L’auteur d’une pratique volontairement minimaliste se fait à cette occasion “ôteur” de toute empreinte personnelle, y préférant l’emprunt dans les lieux communs du culturel qui, y piochant, creuse et bouture dans la tête spectatrice. Ce retrait volontaire du Je laisse en effet plus de place aux jeux, ceux faits des glissements et d’emboîtement, d’enchaînements de pensée au déchaînement de sens à partir de quelques coïncidences langagières et/ou visuelles. Mayura Torii renverserait alors l’expression « qui peut le plus peut le moins » par une pratique du peu mais avec un effet maximal dans les trébuchements de sens (in)attendus, y risquant les bonnes ou mauvaises chutes comme lorsqu’il s’agit d’un bon mot, spéculant sur les rattrapages risibles ou virtuoses à la rampe culturelle. Pour exemple, c’est compter sur un esprit d’escaliers dans lequel nous serions poussés que méthodiquement dessiner et couper en cinq tranches de 50 x 55 cm un Aspirateur divisé : par un phénomène de références et résonnances en cascade, cet improbable et délicat polyptique mimétique nous conduirait de l’aspirateur hissé sur l’autel votif du ménage consommé à l’aura brisée du Ready Made, du mouton tranché de Damien Hirst au rêve de la ménagère hachant menu pour mieux le ranger l’avaleur d’un Élevage de poussière duchampien... La liste serait longue comme une vis et un dévis(s)age sans fin.

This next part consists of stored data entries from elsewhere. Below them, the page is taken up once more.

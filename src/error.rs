//! Error types shared across the client
//!
//! Field validation never produces an error value; see `state::forms::FieldCheck`.

use thiserror::Error;

/// Failure to load the state/district reference data
#[derive(Debug, Error)]
pub enum ReferenceDataError {
    #[error("Failed to load states data: {0}")]
    Io(#[from] std::io::Error),
    #[error("Failed to load states data: {0}")]
    Parse(#[from] serde_json::Error),
    #[error("Failed to load states data: no states found")]
    Empty,
}

/// Failure talking to the document store
#[derive(Debug, Error)]
pub enum StoreError {
    #[error("storage I/O error: {0}")]
    Io(#[from] std::io::Error),
    #[error("storage serialization error: {0}")]
    Serialization(#[from] serde_json::Error),
    #[error("storage unavailable: {0}")]
    Unavailable(String),
}

/// Failure from the identity provider or the auth flows built on it
#[derive(Debug, Error)]
pub enum AuthError {
    #[error("No account found with this email address")]
    UserNotFound,
    #[error("Incorrect password")]
    WrongPassword,
    #[error("Too many failed login attempts. Please try again later or reset your password")]
    TooManyRequests,
    #[error("This email is already in use")]
    EmailInUse,
    #[error("Invalid email format")]
    InvalidEmail,
    #[error("Password should be at least 6 characters")]
    WeakPassword,
    #[error("Network error. Please check your connection and try again")]
    Network,
    #[error("This email is registered as a {registered}, not a {requested}")]
    RoleMismatch { registered: String, requested: String },
    #[error("This email is already registered as a {role}")]
    AlreadyRegistered { role: String },
    #[error("{0}")]
    Invalid(String),
    #[error("Error: {0}")]
    Store(#[from] StoreError),
}

/// Failure attaching an image file
#[derive(Debug, Error)]
pub enum MediaError {
    #[error("Please upload an image file")]
    NotAnImage,
    #[error("Image size should be less than {max_mb}MB")]
    TooLarge { max_mb: u64 },
    #[error("Failed to read file: {0}")]
    Io(#[from] std::io::Error),
}
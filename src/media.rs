//! Image attachments for profile photos and company logos
//!
//! Images are stored inline in the profile as `data:` URLs.

use crate::error::MediaError;
use base64::{engine::general_purpose::STANDARD, Engine as _};
use std::path::Path;

/// Largest accepted image, in megabytes
pub const MAX_IMAGE_MB: u64 = 5;

const MAX_IMAGE_BYTES: u64 = MAX_IMAGE_MB * 1024 * 1024;

/// MIME type for an accepted image extension
fn image_mime(path: &Path) -> Option<&'static str> {
    let ext = path.extension()?.to_str()?.to_ascii_lowercase();
    match ext.as_str() {
        "png" => Some("image/png"),
        "jpg" | "jpeg" => Some("image/jpeg"),
        "gif" => Some("image/gif"),
        "webp" => Some("image/webp"),
        _ => None,
    }
}

/// Read an image file and encode it as a `data:` URL
pub async fn attach_image(path: impl AsRef<Path>) -> Result<String, MediaError> {
    let path = path.as_ref();
    let mime = image_mime(path).ok_or(MediaError::NotAnImage)?;

    let size = tokio::fs::metadata(path).await?.len();
    if size > MAX_IMAGE_BYTES {
        return Err(MediaError::TooLarge {
            max_mb: MAX_IMAGE_MB,
        });
    }

    let bytes = tokio::fs::read(path).await?;
    tracing::debug!("Attached {} ({} bytes)", path.display(), bytes.len());
    Ok(format!("data:{mime};base64,{}", STANDARD.encode(bytes)))
}
//! Button component for TUI

use ratatui::{
    layout::{Alignment, Rect},
    style::{Color, Modifier, Style},
    widgets::{Block, Borders, Paragraph},
    Frame,
};

/// Button height in rows (top border + content + bottom border)
pub const BUTTON_HEIGHT: u16 = 3;

/// Render a bordered button; disabled buttons are dimmed regardless of focus
pub fn render_button(
    frame: &mut Frame,
    area: Rect,
    content: &str,
    is_selected: bool,
    is_enabled: bool,
    accent: Color,
) {
    let (border_style, text_style) = if !is_enabled {
        (
            Style::default().fg(Color::DarkGray),
            Style::default().fg(Color::DarkGray),
        )
    } else if is_selected {
        (
            Style::default().fg(accent),
            Style::default().fg(accent).add_modifier(Modifier::BOLD),
        )
    } else {
        (Style::default().fg(Color::Gray), Style::default())
    };

    let paragraph = Paragraph::new(format!(" {content} "))
        .style(text_style)
        .alignment(Alignment::Center);
    let block = Block::default()
        .borders(Borders::ALL)
        .border_style(border_style);

    frame.render_widget(paragraph.block(block), area);
}
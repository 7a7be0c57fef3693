//! Confirmation dialog for deleting a contact message

use super::base::{key_hint, render_dialog, DialogConfig};
use crate::contact::ContactMessage;
use ratatui::{style::Color, Frame};

pub fn render_confirm_dialog(frame: &mut Frame, message: &ContactMessage) {
    let sender = if message.name.is_empty() {
        "an unknown sender".to_string()
    } else {
        message.name.clone()
    };
    let text = format!("Delete the message from {sender}? This cannot be undone.");

    let mut hint = Vec::new();
    hint.extend(key_hint("y", " delete  "));
    hint.extend(key_hint("n", " cancel"));

    render_dialog(
        frame,
        DialogConfig {
            title: "Confirm Delete",
            accent: Color::Red,
            message: &text,
            hint,
            max_width: 50,
        },
    );
}
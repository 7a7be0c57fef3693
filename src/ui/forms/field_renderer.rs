//! Field rendering utilities for forms

use crate::state::forms::{FieldCheck, FieldValue, FormField};
use ratatui::{
    layout::Rect,
    style::{Color, Modifier, Style},
    text::{Line, Span},
    widgets::{Block, Borders, Paragraph, Wrap},
    Frame,
};

/// Rows a field needs: bordered box plus one feedback line
pub fn field_height(field: &FormField) -> u16 {
    match field.value {
        FieldValue::MultiChoice { .. } => 5,
        _ => 4,
    }
}

fn border_style(is_active: bool) -> Style {
    if is_active {
        Style::default().fg(Color::Cyan)
    } else {
        Style::default().fg(Color::DarkGray)
    }
}

/// Options of a multi-choice field as `[x] label` spans
fn multi_choice_spans<'a>(
    options: &'a [String],
    selected: &std::collections::BTreeSet<usize>,
    cursor: usize,
    is_active: bool,
) -> Vec<Span<'a>> {
    options
        .iter()
        .enumerate()
        .flat_map(|(idx, option)| {
            let mark = if selected.contains(&idx) { "[x] " } else { "[ ] " };
            let mut style = if selected.contains(&idx) {
                Style::default().fg(Color::Green)
            } else {
                Style::default().fg(Color::Gray)
            };
            if is_active && idx == cursor {
                style = style.add_modifier(Modifier::REVERSED);
            }
            [Span::styled(format!("{mark}{option}"), style), Span::raw("  ")]
        })
        .collect()
}

/// Draw a form field with its validation feedback underneath
pub fn draw_field(
    frame: &mut Frame,
    area: Rect,
    field: &FormField,
    is_active: bool,
    feedback: Option<&FieldCheck>,
) {
    let box_area = Rect {
        height: area.height.saturating_sub(1),
        ..area
    };
    let note_area = Rect {
        y: area.y + box_area.height,
        height: area.height.min(1),
        ..area
    };

    let value_style = if is_active {
        Style::default().fg(Color::White)
    } else {
        Style::default().fg(Color::Gray)
    };

    let content = match &field.value {
        FieldValue::MultiChoice {
            options,
            selected,
            cursor,
        } => Line::from(multi_choice_spans(options, selected, *cursor, is_active)),
        _ => {
            let display = field.display_value();
            let display = if display.is_empty() && !is_active {
                "(empty)".to_string()
            } else {
                display
            };
            let cursor = if is_active && field.is_text_input() {
                "▌"
            } else {
                ""
            };
            Line::from(vec![
                Span::styled(display, value_style),
                Span::styled(cursor, Style::default().fg(Color::Cyan)),
            ])
        }
    };

    let block = Block::default()
        .title(format!(" {} ", field.label))
        .borders(Borders::ALL)
        .border_style(border_style(is_active));
    frame.render_widget(
        Paragraph::new(content)
            .wrap(Wrap { trim: false })
            .block(block),
        box_area,
    );

    if let Some(check) = feedback.filter(|c| !c.message.is_empty()) {
        let (icon, color) = if check.valid {
            ("✓ ", Color::Green)
        } else {
            ("✗ ", Color::Red)
        };
        let note = Paragraph::new(Line::from(Span::styled(
            format!(" {icon}{}", check.message),
            Style::default().fg(color),
        )));
        frame.render_widget(note, note_area);
    }
}

/// Draw keyboard help text at the bottom of a form
pub fn draw_help_text(frame: &mut Frame, area: Rect, hints: &[(&str, &str)]) {
    let spans: Vec<Span> = hints
        .iter()
        .flat_map(|(key, action)| {
            [
                Span::styled(key.to_string(), Style::default().fg(Color::Cyan)),
                Span::styled(format!(" {action}  "), Style::default().fg(Color::DarkGray)),
            ]
        })
        .collect();
    frame.render_widget(Paragraph::new(Line::from(spans)), area);
}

Ainsi, parce que ça dérape doucement, loin du spectaculaire et de l’effet de geste – et ce précisément souvent à l’endroit d’une rigueur technique qui fait illusion –, la machine s’emballe en tout sens. Près de cent ans après Duchamp, la mariée caracole désormais avec tous les célibataires idiotiques et donne réception avec grand art dans la petite cuisine du banal où le High et Low s’embrassent. S’y (en)fourche la langue, y copule le domestique et le savant, dans un lit aussi vaste que deux champs culturels. Pétrissant de toutes parts, mettant à nu les mots, se poilant en enfantant de l’hybride, bridant les formes mais débridant le fond, c’est l’œuvre qui défait le sens et « c’est le regardeur qui fait le tableau ».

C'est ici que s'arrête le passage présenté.